I'm working with an SQL database right now, and this has always made me curious, but Google searches don't turn much up: Why the strict data types?
I understand why you'd have a few different data types, for example like how differentiating between binary and plain text data is important. Rather than storing the 1s and 0s of binary data as plaintext, I now understand that it's more efficient to store the binary data as its own format.
But what I don't understand is what the benefit is of having so many different data types:
- Why
mediumtext,longtext, andtext? - Why
decimal,float, andint? - etc.
What is the benefit of telling the database "There'll only be 256 bytes of plain text data in entries to this column." or "This column can have text entries of up to 16,777,215 bytes"?
Is it a performance benefit? If so, why does knowing the size of the entry before hand help performance? Or rather is it something else altogether?
Best Answer
SQL is a statically-typed language. This means you have to know what type a variable (or field, in this case) is before you can use it. This is the opposite of dynamically-typed languages, where that is not necessarily the case.
At its core, SQL is designed to define data (DDL) and access data (DML) in a relational database engine. Static typing presents several benefits over dynamic typing to this type of system.

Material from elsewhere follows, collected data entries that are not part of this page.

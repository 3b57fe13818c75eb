//! The RVSDG graph arena.
//!
//! A [`Graph`] owns every region and node it contains. Regions and nodes are
//! addressed by typed `u32` handles ([`RegionId`], [`NodeId`]); equality on
//! handles is identity, and a handle stays valid until the entity is
//! destroyed. Cross-references -- an input's origin, an output's user set --
//! are [`Origin`]/[`User`] values rather than pointers.
//!
//! A region owns ordered arguments, ordered results, and an ordered node set.
//! Every node has ordered inputs and outputs; each input's origin is an
//! output or an argument *in the same region* (crossing a region boundary
//! requires a context/entry/loop variable on the enclosing structural node).
//! Origin/user links are maintained bidirectionally on every mutation.
//!
//! Node depth is the longest dependency chain from the region's arguments.
//! It is maintained incrementally and cascades through users, so the
//! traversers can keep depth-ordered queues via the notifier stream.
//!
//! Invariant violations (origin in a foreign region, removing a node whose
//! outputs still have users, type mismatches at node creation) panic; they
//! are programmer errors, not recoverable conditions.

use std::cell::RefCell;
use std::rc::Rc;

use indexmap::IndexSet;
use smallvec::SmallVec;

use sylva_ir::{FunctionType, Linkage, Operation, Type};

use crate::normal_forms::NormalForms;
use crate::notifier::{GraphEvent, Subscriber, SubscriberList};

/// Handle of a node within one [`Graph`].
#[derive(Debug, Clone, Copy, PartialEq, Eq, Hash, PartialOrd, Ord)]
pub struct NodeId(pub u32);

/// Handle of a region within one [`Graph`].
#[derive(Debug, Clone, Copy, PartialEq, Eq, Hash, PartialOrd, Ord)]
pub struct RegionId(pub u32);

/// Where a value comes from: a node output or a region argument.
#[derive(Debug, Clone, Copy, PartialEq, Eq, Hash)]
pub enum Origin {
    Output { node: NodeId, index: usize },
    Argument { region: RegionId, index: usize },
}

/// Who consumes a value: a node input or a region result.
#[derive(Debug, Clone, Copy, PartialEq, Eq, Hash)]
pub enum User {
    Input { node: NodeId, index: usize },
    Result { region: RegionId, index: usize },
}

/// The node taxonomy: one simple variant carrying an operation, five
/// structural variants carrying subregions.
#[derive(Debug, Clone, PartialEq)]
pub enum NodeKind {
    Simple(Operation),
    /// n-way branch with join; input 0 is the predicate.
    Gamma,
    /// Tail-controlled loop; subregion result 0 is the predicate.
    Theta,
    /// Function binder.
    Lambda { name: String, fn_type: FunctionType, linkage: Linkage },
    /// Mutually recursive binding group.
    Phi,
    /// Global data binder.
    Delta { name: String, linkage: Linkage, constant: bool },
}

impl NodeKind {
    pub fn is_simple(&self) -> bool {
        matches!(self, NodeKind::Simple(_))
    }

    pub fn is_structural(&self) -> bool {
        !self.is_simple()
    }

    pub fn operation(&self) -> Option<&Operation> {
        match self {
            NodeKind::Simple(op) => Some(op),
            _ => None,
        }
    }

    pub fn debug_string(&self) -> String {
        match self {
            NodeKind::Simple(op) => op.debug_string(),
            NodeKind::Gamma => "gamma".to_string(),
            NodeKind::Theta => "theta".to_string(),
            NodeKind::Lambda { name, .. } => format!("lambda[{}]", name),
            NodeKind::Phi => "phi".to_string(),
            NodeKind::Delta { name, .. } => format!("delta[{}]", name),
        }
    }
}

#[derive(Debug)]
struct InputData {
    origin: Origin,
    ty: Type,
}

#[derive(Debug)]
struct OutputData {
    ty: Type,
    users: IndexSet<User>,
}

#[derive(Debug)]
struct ArgumentData {
    ty: Type,
    users: IndexSet<User>,
    name: Option<String>,
}

#[derive(Debug)]
struct ResultData {
    origin: Origin,
    ty: Type,
    name: Option<String>,
}

#[derive(Debug)]
struct NodeData {
    region: RegionId,
    kind: NodeKind,
    inputs: Vec<InputData>,
    outputs: Vec<OutputData>,
    subregions: SmallVec<[RegionId; 2]>,
    depth: usize,
}
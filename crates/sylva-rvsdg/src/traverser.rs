//! Region traversers.
//!
//! Two traversal disciplines over one region's nodes:
//!
//! - [`TopDownTraverser`] yields nodes in non-decreasing depth order
//!   (producers before consumers). It is stable to node creation during
//!   iteration: nodes created in the traversed region are appended to the
//!   queue.
//! - [`BottomUpTraverser`] yields nodes in non-increasing depth order and is
//!   stable to node removal during iteration: removed nodes are silently
//!   skipped.
//!
//! Both subscribe to the graph's notifier stream to maintain their queues;
//! dropping a traverser drops its subscription.

use std::cell::RefCell;
use std::collections::{HashSet, VecDeque};
use std::rc::Rc;

use crate::graph::{Graph, NodeId, RegionId};
use crate::notifier::{GraphEvent, Subscriber};

struct TraverserState {
    region: RegionId,
    queue: VecDeque<NodeId>,
    removed: HashSet<NodeId>,
    /// Whether newly created nodes are appended (top-down only).
    track_creation: bool,
}

impl Subscriber for TraverserState {
    fn on_event(&mut self, event: &GraphEvent) {
        match *event {
            GraphEvent::NodeCreate { node, region } => {
                if self.track_creation && region == self.region {
                    self.queue.push_back(node);
                }
            }
            GraphEvent::NodeDestroy { node, region } => {
                if region == self.region {
                    self.removed.insert(node);
                }
            }
            _ => {}
        }
    }
}

fn next_live(state: &Rc<RefCell<TraverserState>>) -> Option<NodeId> {
    let mut state = state.borrow_mut();
    while let Some(node) = state.queue.pop_front() {
        if !state.removed.contains(&node) {
            return Some(node);
        }
    }
    None
}

/// Yields a region's nodes producers-first.
pub struct TopDownTraverser {
    state: Rc<RefCell<TraverserState>>,
}

impl TopDownTraverser {
    pub fn new(graph: &mut Graph, region: RegionId) -> Self {
        let mut nodes = graph.region_nodes(region);
        nodes.sort_by_key(|&node| graph.node_depth(node));
        let state = graph.subscribe(TraverserState {
            region,
            queue: nodes.into(),
            removed: HashSet::new(),
            track_creation: true,
        });
        TopDownTraverser { state }
    }

    pub fn next(&mut self) -> Option<NodeId> {
        next_live(&self.state)
    }
}

/// Yields a region's nodes consumers-first.
pub struct BottomUpTraverser {
    state: Rc<RefCell<TraverserState>>,
}

impl BottomUpTraverser {
    pub fn new(graph: &mut Graph, region: RegionId) -> Self {
        let mut nodes = graph.region_nodes(region);
        nodes.sort_by_key(|&node| std::cmp::Reverse(graph.node_depth(node)));
        let state = graph.subscribe(TraverserState {
            region,
            queue: nodes.into(),
            removed: HashSet::new(),
            track_creation: false,
        });
        BottomUpTraverser { state }
    }

    pub fn next(&mut self) -> Option<NodeId> {
        next_live(&self.state)
    }
}
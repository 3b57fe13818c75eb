//! Dead-node elimination.
//!
//! Removes every node whose outputs all have no users. State edges make
//! side effects explicit in this IR -- a store whose state output nobody
//! consumes is unobservable -- so structural deadness is semantic deadness.
//! The sweep walks each region bottom-up (consumers before producers, so a
//! removed consumer frees its producers within the same sweep) and iterates
//! to a fixed point across regions.

use sylva_rvsdg::{
    lambda_nfnargs, BottomUpTraverser, Graph, NodeKind, Origin, RegionId,
};

use crate::pass::{Pass, PassId};

pub fn dead_node_elimination(graph: &mut Graph) {
    loop {
        let root = graph.root();
        let mut changed = sweep(graph, root);
        changed |= prune_ports(graph, root);
        if !changed {
            return;
        }
    }
}

fn sweep(graph: &mut Graph, region: RegionId) -> bool {
    let mut changed = false;
    let mut traverser = BottomUpTraverser::new(graph, region);
    while let Some(node) = traverser.next() {
        if graph.is_unused(node) {
            graph.remove_node(node);
            changed = true;
        } else {
            for sub in graph.subregions(node) {
                changed |= sweep(graph, sub);
            }
        }
    }
    changed
}

/// Drops context variables and gamma entry variables nothing reads. An
/// inlined call leaves the caller's context variable for the callee behind;
/// pruning it is what lets the sweep collect the callee itself.
fn prune_ports(graph: &mut Graph, region: RegionId) -> bool {
    let mut changed = false;
    for node in graph.region_nodes(region) {
        for sub in graph.subregions(node) {
            changed |= prune_ports(graph, sub);
        }
        match graph.node_kind(node).clone() {
            NodeKind::Lambda { .. } => {
                let sub = graph.subregion(node, 0);
                let nfnargs = lambda_nfnargs(graph, node);
                for k in (0..graph.ninputs(node)).rev() {
                    let argument = Origin::Argument { region: sub, index: nfnargs + k };
                    if graph.nusers(argument) == 0 {
                        graph.remove_argument(sub, nfnargs + k);
                        graph.remove_input(node, k);
                        changed = true;
                    }
                }
            }
            NodeKind::Phi => {
                let sub = graph.subregion(node, 0);
                let nrec = graph.noutputs(node);
                for k in (0..graph.ninputs(node)).rev() {
                    let argument = Origin::Argument { region: sub, index: nrec + k };
                    if graph.nusers(argument) == 0 {
                        graph.remove_argument(sub, nrec + k);
                        graph.remove_input(node, k);
                        changed = true;
                    }
                }
            }
            NodeKind::Delta { .. } => {
                let sub = graph.subregion(node, 0);
                for k in (0..graph.ninputs(node)).rev() {
                    let argument = Origin::Argument { region: sub, index: k };
                    if graph.nusers(argument) == 0 {
                        graph.remove_argument(sub, k);
                        graph.remove_input(node, k);
                        changed = true;
                    }
                }
            }
            NodeKind::Gamma => {
                for k in (0..graph.ninputs(node) - 1).rev() {
                    let unused = (0..graph.nsubregions(node)).all(|r| {
                        let sub = graph.subregion(node, r);
                        graph.nusers(Origin::Argument { region: sub, index: k }) == 0
                    });
                    if unused {
                        for r in 0..graph.nsubregions(node) {
                            let sub = graph.subregion(node, r);
                            graph.remove_argument(sub, k);
                        }
                        graph.remove_input(node, k + 1);
                        changed = true;
                    }
                }
            }
            _ => {}
        }
    }
    changed
}

pub struct DeadNodeElimination;

impl Pass for DeadNodeElimination {
    fn id(&self) -> PassId {
        PassId::DeadNodeElimination
    }

    fn run(&mut self, graph: &mut Graph) {
        dead_node_elimination(graph);
    }
}

#[cfg(test)]
mod tests {
    use super::*;
    use sylva_ir::{Operation, Type};
    use sylva_rvsdg::{GammaBuilder, Origin};

    #[test]
    fn removes_dead_chains() {
        let mut graph = Graph::new();
        let root = graph.root();
        let a = graph.add_simple_node(root, Operation::bitconst(32, 1), &[]);
        let b = graph.add_simple_node(
            root,
            Operation::Assignment { ty: Type::bits(32) },
            &[graph.output(a, 0)],
        );
        let _c = graph.add_simple_node(
            root,
            Operation::Assignment { ty: Type::bits(32) },
            &[graph.output(b, 0)],
        );
        let live = graph.add_simple_node(root, Operation::bitconst(32, 2), &[]);
        graph.add_export(Origin::Output { node: live, index: 0 }, "out");

        dead_node_elimination(&mut graph);
        assert_eq!(graph.region_nnodes(root), 1);
        assert!(graph.node_exists(live));
    }

    #[test]
    fn keeps_nodes_reached_from_results() {
        let mut graph = Graph::new();
        let root = graph.root();
        let a = graph.add_simple_node(root, Operation::bitconst(32, 1), &[]);
        let b = graph.add_simple_node(
            root,
            Operation::Assignment { ty: Type::bits(32) },
            &[graph.output(a, 0)],
        );
        graph.add_export(graph.output(b, 0), "out");

        dead_node_elimination(&mut graph);
        assert_eq!(graph.region_nnodes(root), 2);
    }

    #[test]
    fn unused_store_is_dead() {
        // A store whose state output has no consumer is unobservable.
        let mut graph = Graph::new();
        let root = graph.root();
        let addr = graph.add_import(Type::pointer(Type::bits(32)), "p");
        let value = graph.add_import(Type::bits(32), "v");
        let state = graph.add_import(Type::MemState, "s");
        let _store = graph.add_simple_node(
            root,
            Operation::store(Type::bits(32), 4, 1),
            &[addr, value, state],
        );

        dead_node_elimination(&mut graph);
        assert_eq!(graph.region_nnodes(root), 0);
    }

    #[test]
    fn dead_gamma_is_removed_whole() {
        let mut graph = Graph::new();
        let root = graph.root();
        let pred = graph.add_simple_node(
            root,
            Operation::CtlConstant { alternative: 0, alternatives: 2 },
            &[],
        );
        let value = graph.add_import(Type::bits(32), "x");
        let pred_out = graph.output(pred, 0);
        let gamma = GammaBuilder::new(&mut graph, pred_out, 2);
        let args = gamma.add_entryvar(&mut graph, value);
        gamma.add_exitvar(&mut graph, &args);

        dead_node_elimination(&mut graph);
        assert_eq!(graph.region_nnodes(root), 0);
    }

    #[test]
    fn live_gamma_keeps_inner_nodes_trimmed() {
        let mut graph = Graph::new();
        let root = graph.root();
        let pred = graph.add_simple_node(
            root,
            Operation::CtlConstant { alternative: 0, alternatives: 2 },
            &[],
        );
        let value = graph.add_import(Type::bits(32), "x");
        let pred_out = graph.output(pred, 0);
        let gamma = GammaBuilder::new(&mut graph, pred_out, 2);
        let args = gamma.add_entryvar(&mut graph, value);
        let exit = gamma.add_exitvar(&mut graph, &args);
        // Dead node inside a live gamma.
        let sub = graph.subregion(gamma.node(), 0);
        graph.add_simple_node(sub, Operation::bitconst(32, 9), &[]);
        graph.add_export(exit, "out");

        dead_node_elimination(&mut graph);
        assert!(graph.node_exists(gamma.node()));
        assert_eq!(graph.region_nnodes(sub), 0);
    }
}
pub mod cfg;
pub mod cfg_structure;
pub mod error;
pub mod ipgraph;
pub mod module;
pub mod ops;
pub mod tac;
pub mod types;
pub mod variable;

// Re-export commonly used types
pub use cfg::{BasicBlock, Cfg, CfgEdge, CfgNode, CfgNodeId};
pub use error::IrError;
pub use ipgraph::{DataNode, FunctionNode, IpGraph, IpNode};
pub use module::Module;
pub use ops::{BitBinaryOp, BitCompareOp, CastKind, Operation};
pub use tac::{Tac, TacSeq};
pub use types::{FloatSize, FunctionType, Type};
pub use variable::{GlobalId, Globals, Linkage, Var, VarId, VarKind, Variable};
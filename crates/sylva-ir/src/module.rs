//! The module: the top-level container of the symbolic IR.
//!
//! A [`Module`] owns the ip-graph, the global-variable arena, a string
//! identifier, a target-triple string, and a datalayout descriptor. All
//! symbol creation goes through `Module` methods so that every ip-graph node
//! has a matching global variable and the two stay consistent.
//!
//! Function types are *state-carrying*: `create_function` appends the I/O and
//! memory state types to both the argument and result lists, and creates the
//! corresponding state argument variables on the fresh CFG. States are
//! ordinary variables from the symbolic IR's point of view; construction
//! threads them into RVSDG state edges.

use std::collections::HashMap;

use indexmap::IndexSet;
use serde::{Deserialize, Serialize};

use crate::cfg::Cfg;
use crate::error::IrError;
use crate::ipgraph::{DataNode, FunctionNode, IpGraph, IpNode};
use crate::tac::TacSeq;
use crate::types::{FunctionType, Type};
use crate::variable::{GlobalId, Globals, Linkage, Variable};

/// A compilation unit.
#[derive(Debug, Clone, Serialize, Deserialize)]
pub struct Module {
    pub name: String,
    pub target_triple: String,
    pub data_layout: String,
    ipgraph: IpGraph,
    globals: Globals,
    symbols: HashMap<String, GlobalId>,
}

impl Module {
    pub fn new(
        name: impl Into<String>,
        target_triple: impl Into<String>,
        data_layout: impl Into<String>,
    ) -> Self {
        Module {
            name: name.into(),
            target_triple: target_triple.into(),
            data_layout: data_layout.into(),
            ipgraph: IpGraph::new(),
            globals: Globals::new(),
            symbols: HashMap::new(),
        }
    }

    pub fn ipgraph(&self) -> &IpGraph {
        &self.ipgraph
    }

    pub fn ipgraph_mut(&mut self) -> &mut IpGraph {
        &mut self.ipgraph
    }

    pub fn globals(&self) -> &Globals {
        &self.globals
    }

    /// The global variable backing a symbol.
    pub fn symbol(&self, name: &str) -> Result<GlobalId, IrError> {
        self.symbols
            .get(name)
            .copied()
            .ok_or_else(|| IrError::UnknownSymbol { name: name.to_string() })
    }

    /// Resolves a global id back to its symbol name.
    pub fn symbol_name(&self, id: GlobalId) -> Result<&str, IrError> {
        self.globals
            .get(id)
            .map(|v| v.name.as_str())
            .ok_or(IrError::GlobalNotFound { id })
    }

    /// The state-carrying function type for the given value-level signature.
    pub fn state_carrying_fn_type(arguments: Vec<Type>, results: Vec<Type>) -> FunctionType {
        let mut arguments = arguments;
        arguments.push(Type::IoState);
        arguments.push(Type::MemState);
        let mut results = results;
        results.push(Type::IoState);
        results.push(Type::MemState);
        FunctionType::new(arguments, results)
    }

    /// Creates a defined function with an empty entry -> exit CFG and
    /// pre-created argument variables (value arguments first, then the I/O
    /// and memory state arguments).
    pub fn create_function(
        &mut self,
        name: &str,
        arguments: Vec<(String, Type)>,
        results: Vec<Type>,
        linkage: Linkage,
        exported: bool,
    ) -> Result<GlobalId, IrError> {
        let fn_type = Self::state_carrying_fn_type(
            arguments.iter().map(|(_, ty)| ty.clone()).collect(),
            results,
        );

        let mut cfg = Cfg::new();
        for (arg_name, ty) in &arguments {
            cfg.create_argument(arg_name.clone(), ty.clone());
        }
        cfg.create_argument("_io", Type::IoState);
        cfg.create_argument("_s", Type::MemState);

        self.ipgraph.add(IpNode::Function(FunctionNode {
            name: name.to_string(),
            fn_type: fn_type.clone(),
            linkage,
            exported,
            cfg: Some(cfg),
            dependencies: IndexSet::new(),
        }))?;

        let id = self.globals.create(Variable::global(name, Type::Function(fn_type), linkage));
        self.symbols.insert(name.to_string(), id);
        Ok(id)
    }

    /// Creates a defined function from a full (already state-carrying)
    /// signature, with argument variables `a0..an` pre-created on the fresh
    /// CFG. This is the entry point used when lowering from the RVSDG,
    /// where signatures carry their state types already.
    pub fn create_function_with_type(
        &mut self,
        name: &str,
        fn_type: FunctionType,
        linkage: Linkage,
        exported: bool,
    ) -> Result<GlobalId, IrError> {
        let mut cfg = Cfg::new();
        for (index, ty) in fn_type.arguments.iter().enumerate() {
            cfg.create_argument(format!("a{}", index), ty.clone());
        }
        self.ipgraph.add(IpNode::Function(FunctionNode {
            name: name.to_string(),
            fn_type: fn_type.clone(),
            linkage,
            exported,
            cfg: Some(cfg),
            dependencies: IndexSet::new(),
        }))?;
        let id = self.globals.create(Variable::global(name, Type::Function(fn_type), linkage));
        self.symbols.insert(name.to_string(), id);
        Ok(id)
    }

    /// Declares an external function (no CFG). The signature is taken as
    /// given; external declarations are expected to be state-carrying
    /// already.
    pub fn create_external_function(
        &mut self,
        name: &str,
        fn_type: FunctionType,
        linkage: Linkage,
    ) -> Result<GlobalId, IrError> {
        self.ipgraph.add(IpNode::Function(FunctionNode {
            name: name.to_string(),
            fn_type: fn_type.clone(),
            linkage,
            exported: false,
            cfg: None,
            dependencies: IndexSet::new(),
        }))?;
        let id = self.globals.create(Variable::global(name, Type::Function(fn_type), linkage));
        self.symbols.insert(name.to_string(), id);
        Ok(id)
    }

    /// Creates a data symbol. Its global variable has pointer type -- the
    /// symbol names the storage, not the value.
    pub fn create_data(
        &mut self,
        name: &str,
        ty: Type,
        linkage: Linkage,
        constant: bool,
    ) -> Result<GlobalId, IrError> {
        self.ipgraph.add(IpNode::Data(DataNode {
            name: name.to_string(),
            ty: ty.clone(),
            linkage,
            constant,
            init: None,
            dependencies: IndexSet::new(),
        }))?;
        let id = self.globals.create(Variable::global(name, Type::pointer(ty), linkage));
        self.symbols.insert(name.to_string(), id);
        Ok(id)
    }

    /// Installs a data node's constant initializer.
    pub fn set_initializer(&mut self, name: &str, init: TacSeq) -> Result<(), IrError> {
        self.ipgraph.lookup_data_mut(name)?.init = Some(init);
        Ok(())
    }

    /// Records that `src` references `tgt`.
    pub fn add_dependency(&mut self, src: &str, tgt: &str) -> Result<(), IrError> {
        self.ipgraph.add_dependency(src, tgt)
    }
}

#[cfg(test)]
mod tests {
    use super::*;
    use crate::ops::Operation;
    use crate::tac::Tac;
    use crate::variable::Var;

    #[test]
    fn create_function_appends_states() {
        let mut module = Module::new("m", "", "");
        module
            .create_function(
                "f",
                vec![("x".into(), Type::bits(32))],
                vec![Type::bits(32)],
                Linkage::External,
                true,
            )
            .unwrap();

        let f = module.ipgraph().lookup_function("f").unwrap();
        assert_eq!(
            f.fn_type.arguments,
            vec![Type::bits(32), Type::IoState, Type::MemState]
        );
        assert_eq!(
            f.fn_type.results,
            vec![Type::bits(32), Type::IoState, Type::MemState]
        );

        let cfg = f.cfg.as_ref().unwrap();
        assert_eq!(cfg.arguments().len(), 3);
        assert_eq!(cfg.variable(cfg.arguments()[1]).ty, Type::IoState);
        assert_eq!(cfg.variable(cfg.arguments()[2]).ty, Type::MemState);
    }

    #[test]
    fn function_symbol_is_function_typed() {
        let mut module = Module::new("m", "", "");
        let id = module
            .create_function("f", vec![], vec![], Linkage::External, false)
            .unwrap();
        let var = module.globals().get(id).unwrap();
        assert!(matches!(var.ty, Type::Function(_)));
        assert_eq!(module.symbol("f").unwrap(), id);
        assert_eq!(module.symbol_name(id).unwrap(), "f");
    }

    #[test]
    fn data_symbol_is_pointer_typed() {
        let mut module = Module::new("m", "", "");
        let id = module.create_data("gv1", Type::bits(32), Linkage::External, true).unwrap();
        assert_eq!(module.globals().get(id).unwrap().ty, Type::pointer(Type::bits(32)));
    }

    #[test]
    fn data_initializer_roundtrip() {
        // A constant global initialized to 42, the shape an importer
        // produces for `@gv1 = constant i32 42`.
        let mut module = Module::new("module", "", "");
        module.create_data("gv1", Type::bits(32), Linkage::External, true).unwrap();

        let mut init = TacSeq::new();
        let v = init.create_variable(Type::bits(32));
        init.append(
            Tac::new(Operation::bitconst(32, 42), vec![], vec![Var::Local(v)]),
            module.globals(),
        );
        module.set_initializer("gv1", init).unwrap();

        match module.ipgraph().lookup("gv1").unwrap() {
            IpNode::Data(d) => {
                assert!(d.constant);
                assert_eq!(d.init.as_ref().unwrap().len(), 1);
            }
            _ => panic!("expected data node"),
        }
    }

    #[test]
    fn unknown_symbol_lookup_fails_recoverably() {
        let module = Module::new("m", "", "");
        assert!(matches!(module.symbol("nope"), Err(IrError::UnknownSymbol { .. })));
    }
}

Indexes, used for quickly accessing specific records, work really well when the size is fixed. Consider a query that utilizes an index, possibly with multiple fields: if the data types and sizes are known ahead of time, I can very quickly compare my predicate (WHERE clause or JOIN criteria) against values in the index and find the desired records faster.
Consider two integer values. In a dynamic type system, they may be of variable size (think Java
BigInteger, or Python's built-in arbitrary-precision integers). If I want to compare the integers, I need to know their bit length first. This is an aspect of integer comparison that is largely hidden by modern languages, but is very real at the CPU level. If the sizes are fixed and known ahead of time, an entire step is removed from the process. Again, databases are supposed to be able to process zillions of transactions as quickly as possible. Speed is king.SQL was designed back in the 1970s. In the earlier days of microcomputing, memory was at a premium. Limiting data helped keep storage requirements in check. If an integer never grows past one byte, why allocate more storage for it? That is wasted space in the era of limited memory. Even in modern times, those extra wasted bytes can add up and kill the performance of a CPU's cache. Remember, these are database engines that may be servicing hundreds of transactions per second, not just your little development environment.
Along the lines of limited storage, it is helpful to be able to fit a single record in a single page in memory. Once you go over one page, there are more page misses and more slow memory access. Newer engines have optimizations to make this less of an issue, but it is still there. By sizing data appropriately, you can mitigate this risk.
Moreso in modern times, SQL is used to plug in to other languages via ORM or ODBC or some other layer. Some of these languages have rules about requiring strong, static types. It is best to conform to the more strict requirements, as dynamically-typed languages can deal with static types easier than the other way around.
SQL supports static typing because database engines need it for performance, as shown above.
It is interesting to note that there are implementations of SQL that are not strongly-typed. SQLite is probably the most popular example of such a relational database engine. Then again, it is designed for single-threaded use on a single system, so the performance concerns may not be as pronounced as in e.g. an enterprise Oracle database servicing millions of requests per minute.